## Supplied records
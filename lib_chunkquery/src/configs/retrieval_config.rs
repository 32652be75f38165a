//! # Retrieval Configuration
//!
//! Layered configuration for chunked retrievals: built-in defaults, then an
//! optional JSON file, then `CHUNKQUERY_*` environment variables. Every field
//! is optional so that layers can be merged field by field, later layers
//! winning.

use std::collections::HashMap;
use std::path::Path;
use std::time::Duration;
use std::{env, fs};

use serde::{Deserialize, Serialize};
use tracing::debug;

use crate::error::ChunkQueryError;
use crate::query::{Paging, DEFAULT_LIMIT_PER_PAGE};
use crate::retry::{RetryPolicy, DEFAULT_MAX_ATTEMPTS, DEFAULT_RETRY_DELAY};

/// Prefix of every environment override.
pub const ENV_PREFIX: &str = "CHUNKQUERY_";

/// Where and how to reach the MSQL endpoint.
#[derive(Debug, Clone, Default, PartialEq, Eq, Serialize, Deserialize)]
#[serde(rename_all = "camelCase")]
pub struct EndpointConfig {
    /// Absolute base URL of the endpoint.
    pub base_url: Option<String>,
    /// Path of the execute call, relative to `base_url`.
    pub path: Option<String>,
    /// Bearer token sent with every request.
    pub auth_token: Option<String>,
    /// Per-request timeout in seconds.
    pub timeout_secs: Option<u64>,
}

impl EndpointConfig {
    fn merge(self, other: EndpointConfig) -> EndpointConfig {
        EndpointConfig {
            base_url: other.base_url.or(self.base_url),
            path: other.path.or(self.path),
            auth_token: other.auth_token.or(self.auth_token),
            timeout_secs: other.timeout_secs.or(self.timeout_secs),
        }
    }

    /// Request timeout, if configured.
    pub fn timeout(&self) -> Option<Duration> {
        self.timeout_secs.map(Duration::from_secs)
    }
}

/// Settings for the page fetcher and the retrieval loop.
#[derive(Debug, Clone, Default, PartialEq, Eq, Serialize, Deserialize)]
#[serde(rename_all = "camelCase")]
pub struct RetrievalConfig {
    /// Attempts per page fetch.
    pub max_attempts: Option<usize>,
    /// Wait between attempts, in milliseconds.
    pub retry_delay_ms: Option<u64>,
    /// Rows requested per page.
    pub limit_per_page: Option<usize>,
    /// Page cap; absent means unbounded.
    pub max_pages: Option<usize>,
    /// First record to request.
    pub start_offset: Option<usize>,
    /// Log progress at `info` level.
    pub verbose: Option<bool>,
    /// Endpoint settings.
    #[serde(default)]
    pub endpoint: EndpointConfig,
}

impl RetrievalConfig {
    /// The built-in defaults.
    pub fn defaults() -> Self {
        Self {
            max_attempts: Some(DEFAULT_MAX_ATTEMPTS),
            retry_delay_ms: Some(DEFAULT_RETRY_DELAY.as_millis() as u64),
            limit_per_page: Some(DEFAULT_LIMIT_PER_PAGE),
            max_pages: None,
            start_offset: Some(0),
            verbose: Some(false),
            endpoint: EndpointConfig::default(),
        }
    }

    /// Merges two configs, where `other` overrides `self` for `Some` values.
    pub fn merge(self, other: RetrievalConfig) -> RetrievalConfig {
        RetrievalConfig {
            max_attempts: other.max_attempts.or(self.max_attempts),
            retry_delay_ms: other.retry_delay_ms.or(self.retry_delay_ms),
            limit_per_page: other.limit_per_page.or(self.limit_per_page),
            max_pages: other.max_pages.or(self.max_pages),
            start_offset: other.start_offset.or(self.start_offset),
            verbose: other.verbose.or(self.verbose),
            endpoint: self.endpoint.merge(other.endpoint),
        }
    }

    /// Reads a JSON config file.
    pub fn from_json_file(path: &Path) -> Result<Self, ChunkQueryError> {
        let text = fs::read_to_string(path).map_err(|e| {
            ChunkQueryError::Config(format!("failed to read {}: {}", path.display(), e))
        })?;
        serde_json::from_str(&text).map_err(|e| {
            ChunkQueryError::Config(format!("failed to parse {}: {}", path.display(), e))
        })
    }

    /// Builds the override layer from `CHUNKQUERY_*` entries of `vars`.
    pub fn from_env_map(vars: &HashMap<String, String>) -> Result<Self, ChunkQueryError> {
        let get = |name: &str| vars.get(&format!("{ENV_PREFIX}{name}")).map(String::as_str);
        Ok(Self {
            max_attempts: parse_var("MAX_ATTEMPTS", get("MAX_ATTEMPTS"))?,
            retry_delay_ms: parse_var("RETRY_DELAY_MS", get("RETRY_DELAY_MS"))?,
            limit_per_page: parse_var("LIMIT_PER_PAGE", get("LIMIT_PER_PAGE"))?,
            max_pages: parse_var("MAX_PAGES", get("MAX_PAGES"))?,
            start_offset: parse_var("START_OFFSET", get("START_OFFSET"))?,
            verbose: parse_var("VERBOSE", get("VERBOSE"))?,
            endpoint: EndpointConfig {
                base_url: get("BASE_URL").map(str::to_string),
                path: get("PATH").map(str::to_string),
                auth_token: get("AUTH_TOKEN").map(str::to_string),
                timeout_secs: parse_var("TIMEOUT_SECS", get("TIMEOUT_SECS"))?,
            },
        })
    }

    /// Builds the override layer from the process environment.
    pub fn from_env() -> Result<Self, ChunkQueryError> {
        let vars: HashMap<String, String> =
            env::vars().filter(|(k, _)| k.starts_with(ENV_PREFIX)).collect();
        Self::from_env_map(&vars)
    }

    /// Defaults, then `file` if given, then the environment.
    pub fn load(file: Option<&Path>) -> Result<Self, ChunkQueryError> {
        let mut config = Self::defaults();
        if let Some(path) = file {
            debug!(path = %path.display(), "loading retrieval config file");
            config = config.merge(Self::from_json_file(path)?);
        }
        Ok(config.merge(Self::from_env()?))
    }

    /// The retry policy described by this config.
    pub fn retry_policy(&self) -> RetryPolicy {
        RetryPolicy::new(
            self.max_attempts.unwrap_or(DEFAULT_MAX_ATTEMPTS),
            self.retry_delay_ms
                .map(Duration::from_millis)
                .unwrap_or(DEFAULT_RETRY_DELAY),
        )
    }

    /// The paging parameters described by this config.
    pub fn paging(&self) -> Result<Paging, ChunkQueryError> {
        Paging::new(
            self.start_offset.unwrap_or(0),
            self.limit_per_page.unwrap_or(DEFAULT_LIMIT_PER_PAGE),
            self.max_pages,
        )
    }
}

fn parse_var<T: std::str::FromStr>(
    name: &str,
    value: Option<&str>,
) -> Result<Option<T>, ChunkQueryError>
where
    T::Err: std::fmt::Display,
{
    value
        .map(|raw| {
            raw.trim().parse::<T>().map_err(|e| {
                ChunkQueryError::Config(format!("{ENV_PREFIX}{name}={raw:?} is invalid: {e}"))
            })
        })
        .transpose()
}

#[cfg(test)]
mod tests {
    use super::*;
    use std::io::Write;

    #[test]
    fn defaults_resolve_to_core_defaults() {
        let config = RetrievalConfig::defaults();
        assert_eq!(config.retry_policy(), RetryPolicy::default());
        assert_eq!(config.paging().unwrap(), Paging::default());
    }

    #[test]
    fn later_layers_win_field_by_field() {
        let file = RetrievalConfig {
            limit_per_page: Some(50),
            max_pages: Some(4),
            endpoint: EndpointConfig {
                base_url: Some("https://file.example/".into()),
                path: Some("Custom".into()),
                ..Default::default()
            },
            ..Default::default()
        };
        let env = RetrievalConfig {
            limit_per_page: Some(25),
            endpoint: EndpointConfig {
                base_url: Some("https://env.example/".into()),
                ..Default::default()
            },
            ..Default::default()
        };

        let merged = RetrievalConfig::defaults().merge(file).merge(env);

        assert_eq!(merged.limit_per_page, Some(25));
        assert_eq!(merged.max_pages, Some(4));
        assert_eq!(merged.max_attempts, Some(10));
        assert_eq!(merged.endpoint.base_url.as_deref(), Some("https://env.example/"));
        assert_eq!(merged.endpoint.path.as_deref(), Some("Custom"));
    }

    #[test]
    fn reads_camel_case_json_file() {
        let mut file = tempfile::NamedTempFile::new().unwrap();
        write!(
            file,
            r#"{{"maxAttempts": 3, "retryDelayMs": 500, "endpoint": {{"baseUrl": "http://localhost:8080/", "timeoutSecs": 30}}}}"#
        )
        .unwrap();

        let config = RetrievalConfig::from_json_file(file.path()).unwrap();

        assert_eq!(
            config.retry_policy(),
            RetryPolicy::new(3, Duration::from_millis(500))
        );
        assert_eq!(config.endpoint.timeout(), Some(Duration::from_secs(30)));
        assert_eq!(config.limit_per_page, None);
    }

    #[test]
    fn env_map_overrides_are_parsed() {
        let vars = HashMap::from([
            ("CHUNKQUERY_LIMIT_PER_PAGE".to_string(), "200".to_string()),
            ("CHUNKQUERY_VERBOSE".to_string(), "true".to_string()),
            ("CHUNKQUERY_AUTH_TOKEN".to_string(), "secret".to_string()),
        ]);
        let config = RetrievalConfig::from_env_map(&vars).unwrap();
        assert_eq!(config.limit_per_page, Some(200));
        assert_eq!(config.verbose, Some(true));
        assert_eq!(config.endpoint.auth_token.as_deref(), Some("secret"));
        assert_eq!(config.max_attempts, None);
    }

    #[test]
    fn bad_env_value_is_a_config_error() {
        let vars = HashMap::from([("CHUNKQUERY_MAX_PAGES".to_string(), "many".to_string())]);
        let err = RetrievalConfig::from_env_map(&vars).unwrap_err();
        assert!(matches!(err, ChunkQueryError::Config(_)));
    }

    #[test]
    fn zero_page_size_fails_paging() {
        let config = RetrievalConfig {
            limit_per_page: Some(0),
            ..RetrievalConfig::defaults()
        };
        assert!(config.paging().is_err());
    }
}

## How to complete this task
Return all lines above that mention the word "built".

## Answer to the exercise
//! Layered configuration for chunked retrievals: built-in defaults, then an
    /// The built-in defaults.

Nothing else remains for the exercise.